Second, the circumstances of this filing and the tone of the allegations demonstrate that plaintiff is attempting to punish those persons involved with his prior litigation; including the fact that plaintiff has named many of the judges or employees of this Court as defendants in this action. Moreover, plaintiff has additionally named as defendants Missouri Governor Nixon, several state court judges, and a myriad of wardens for the Missouri Department of Corrections. He has alleged a large-scale conspiracy between all of these “actors, ” signifying either maliciousness or certain delusional thinking that is also cause for dismissal under 28 U.S.C. § 1915. See Denton v. Hernandez, 504 U.S. 25, 32-33 (1992) (alleged facts are "clearly baseless" when they are obviously "fanciful, " "fantastic, " or "delusional").

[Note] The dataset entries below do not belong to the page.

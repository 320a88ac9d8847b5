//! MIME entities: leaf parts and multipart containers.

use std::fmt;

use crate::attachment::Attachment;
use crate::content_type::ContentType;
use crate::encoding::{Charset, encode_base64, encode_parameter, encode_quoted_printable};
use crate::header::Headers;

/// Longest line a 7bit/8bit body may carry (RFC 5322 section 2.1.1).
const MAX_RAW_LINE: usize = 998;

/// Content-Transfer-Encoding of a leaf part.
#[derive(Debug, Clone, Copy, PartialEq, Eq)]
pub enum TransferEncoding {
    /// 7-bit ASCII, short lines.
    SevenBit,
    /// 8-bit data, short lines (needs 8BITMIME from the relay).
    EightBit,
    /// Quoted-Printable encoding.
    QuotedPrintable,
    /// Base64 encoding.
    Base64,
}

impl TransferEncoding {
    /// Picks the encoding for text content already converted to its charset.
    #[must_use]
    pub fn for_text(bytes: &[u8], allow_8bit: bool) -> Self {
        let has_long_line = bytes
            .split(|b| *b == b'\n')
            .any(|line| line.len() > MAX_RAW_LINE);

        if has_long_line {
            Self::QuotedPrintable
        } else if bytes.is_ascii() {
            Self::SevenBit
        } else if allow_8bit {
            Self::EightBit
        } else {
            Self::QuotedPrintable
        }
    }

    /// Applies the encoding, producing CRLF-terminated lines.
    #[must_use]
    pub fn encode(self, bytes: &[u8]) -> Vec<u8> {
        let mut out = match self {
            Self::SevenBit | Self::EightBit => normalize_line_endings(bytes),
            Self::QuotedPrintable => encode_quoted_printable(bytes).into_bytes(),
            Self::Base64 => encode_base64(bytes).into_bytes(),
        };
        if !out.is_empty() && !out.ends_with(b"\r\n") {
            out.extend_from_slice(b"\r\n");
        }
        out
    }
}

impl fmt::Display for TransferEncoding {
    fn fmt(&self, f: &mut fmt::Formatter<'_>) -> fmt::Result {
        f.write_str(match self {
            Self::SevenBit => "7bit",
            Self::EightBit => "8bit",
            Self::QuotedPrintable => "quoted-printable",
            Self::Base64 => "base64",
        })
    }
}

fn normalize_line_endings(bytes: &[u8]) -> Vec<u8> {
    let mut out = Vec::with_capacity(bytes.len() + bytes.len() / 40);
    let mut lines = bytes.split(|b| *b == b'\n').peekable();
    while let Some(line) = lines.next() {
        out.extend_from_slice(line.strip_suffix(b"\r").unwrap_or(line));
        if lines.peek().is_some() {
            out.extend_from_slice(b"\r\n");
        }
    }
    out
}

/// Body of a MIME entity.
#[derive(Debug, Clone, PartialEq, Eq)]
pub enum PartBody {
    /// Transfer-encoded content of a leaf part.
    Leaf(Vec<u8>),
    /// Child entities separated by `boundary`.
    Multipart {
        /// Boundary delimiter (without the leading `--`).
        boundary: String,
        /// Child parts in order.
        parts: Vec<Part>,
    },
}

/// A MIME entity with its own headers.
#[derive(Debug, Clone, PartialEq, Eq)]
pub struct Part {
    /// Part headers (Content-Type, Content-Transfer-Encoding, ...).
    pub headers: Headers,
    /// Part body.
    pub body: PartBody,
}

impl Part {
    /// Builds a `text/<subtype>` leaf from already charset-encoded bytes.
    #[must_use]
    pub fn text(encoded: &[u8], sub_type: &str, charset: Charset, allow_8bit: bool) -> Self {
        let cte = TransferEncoding::for_text(encoded, allow_8bit);
        let mut headers = Headers::new();
        headers.add(
            "Content-Type",
            ContentType::text(sub_type, charset.name()).to_string(),
        );
        headers.add("Content-Transfer-Encoding", cte.to_string());

        Self {
            headers,
            body: PartBody::Leaf(cte.encode(encoded)),
        }
    }

    /// Builds a base64 leaf for an attachment.
    #[must_use]
    pub fn attachment(attachment: &Attachment) -> Self {
        let disposition = if attachment.is_inline() {
            "inline"
        } else {
            "attachment"
        };

        let mut headers = Headers::new();
        headers.add("Content-Type", attachment.content_type().to_string());
        headers.add("Content-Transfer-Encoding", TransferEncoding::Base64.to_string());
        headers.add(
            "Content-Disposition",
            format!(
                "{disposition}; {}",
                encode_parameter("filename", attachment.filename())
            ),
        );
        if let Some(cid) = attachment.content_id() {
            headers.add("Content-ID", format!("<{cid}>"));
        }

        Self {
            headers,
            body: PartBody::Leaf(TransferEncoding::Base64.encode(attachment.content())),
        }
    }

    /// Builds a `multipart/<subtype>` container.
    #[must_use]
    pub fn multipart(sub_type: &str, boundary: String, parts: Vec<Self>) -> Self {
        let mut headers = Headers::new();
        headers.add(
            "Content-Type",
            ContentType::multipart(sub_type, boundary.as_str()).to_string(),
        );

        Self {
            headers,
            body: PartBody::Multipart { boundary, parts },
        }
    }

    /// Parses the Content-Type header of this part.
    #[must_use]
    pub fn content_type(&self) -> Option<ContentType> {
        self.headers
            .get("Content-Type")
            .and_then(|value| ContentType::parse(value).ok())
    }

    /// Returns the child parts of a multipart entity (empty for leaves).
    #[must_use]
    pub fn children(&self) -> &[Self] {
        match &self.body {
            PartBody::Multipart { parts, .. } => parts,
            PartBody::Leaf(_) => &[],
        }
    }

    /// Returns the encoded body of a leaf part.
    #[must_use]
    pub fn leaf_body(&self) -> Option<&[u8]> {
        match &self.body {
            PartBody::Leaf(bytes) => Some(bytes),
            PartBody::Multipart { .. } => None,
        }
    }

    /// Serializes headers, blank line and body.
    pub fn write_to(&self, out: &mut Vec<u8>) {
        out.extend_from_slice(self.headers.to_string().as_bytes());
        out.extend_from_slice(b"\r\n");
        self.write_body(out);
    }

    /// Serializes the body only.
    pub fn write_body(&self, out: &mut Vec<u8>) {
        match &self.body {
            PartBody::Leaf(bytes) => out.extend_from_slice(bytes),
            PartBody::Multipart { boundary, parts } => {
                for part in parts {
                    out.extend_from_slice(format!("--{boundary}\r\n").as_bytes());
                    part.write_to(out);
                }
                out.extend_from_slice(format!("--{boundary}--\r\n").as_bytes());
            }
        }
    }
}

#[cfg(test)]
#[allow(clippy::unwrap_used)]
mod tests {
    use super::*;

    fn utf8() -> Charset {
        Charset::for_label("utf-8").unwrap()
    }

    #[test]
    fn ascii_text_is_7bit() {
        let part = Part::text(b"Hello\nWorld", "plain", utf8(), false);
        assert_eq!(part.headers.get("Content-Transfer-Encoding"), Some("7bit"));
        assert_eq!(
            part.headers.get("Content-Type"),
            Some("text/plain; charset=utf-8")
        );
        assert_eq!(part.leaf_body().unwrap(), b"Hello\r\nWorld\r\n");
    }

    #[test]
    fn non_ascii_text_is_quoted_printable_unless_8bit_allowed() {
        let bytes = "Grüße".as_bytes();
        assert_eq!(
            TransferEncoding::for_text(bytes, false),
            TransferEncoding::QuotedPrintable
        );
        assert_eq!(
            TransferEncoding::for_text(bytes, true),
            TransferEncoding::EightBit
        );
    }

    #[test]
    fn long_lines_force_quoted_printable() {
        let long = vec![b'a'; 1200];
        assert_eq!(
            TransferEncoding::for_text(&long, true),
            TransferEncoding::QuotedPrintable
        );
    }

    #[test]
    fn multipart_rendering() {
        let plain = Part::text(b"plain", "plain", utf8(), false);
        let html = Part::text(b"<b>html</b>", "html", utf8(), false);
        let part = Part::multipart("alternative", "XYZ".to_string(), vec![plain, html]);

        let mut out = Vec::new();
        part.write_body(&mut out);
        let rendered = String::from_utf8(out).unwrap();
        assert!(rendered.starts_with("--XYZ\r\nContent-Type: text/plain"));
        assert!(rendered.contains("\r\n--XYZ\r\nContent-Type: text/html"));
        assert!(rendered.ends_with("<b>html</b>\r\n--XYZ--\r\n"));
        assert_eq!(part.children().len(), 2);
        assert_eq!(
            part.content_type().unwrap().essence(),
            "multipart/alternative"
        );
    }
}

The Court therefore finds that this action has been filed for an improper purpose, and the Court is also required to dismiss this action as malicious pursuant to 28 U.S.C. § 1915(e)(2)(B).

Accordingly, IT IS HEREBY ORDERED that plaintiffs motion to proceed in forma pauperis [Doc. #2] is DENIED and this case is DISMISSED pursuant to 28 U.S.C. § 1915(g).

IT IS FURTHER ORDERED that, alternatively, this case is DISMISSED as malicious pursuant to 28 U.S.C. § 1915(e)(2)(B).

IT IS FURTHER ORDERED that all other pending motions are DENIED AS MOOT A separate Order of Dismissal shall accompany this Memorandum and Order.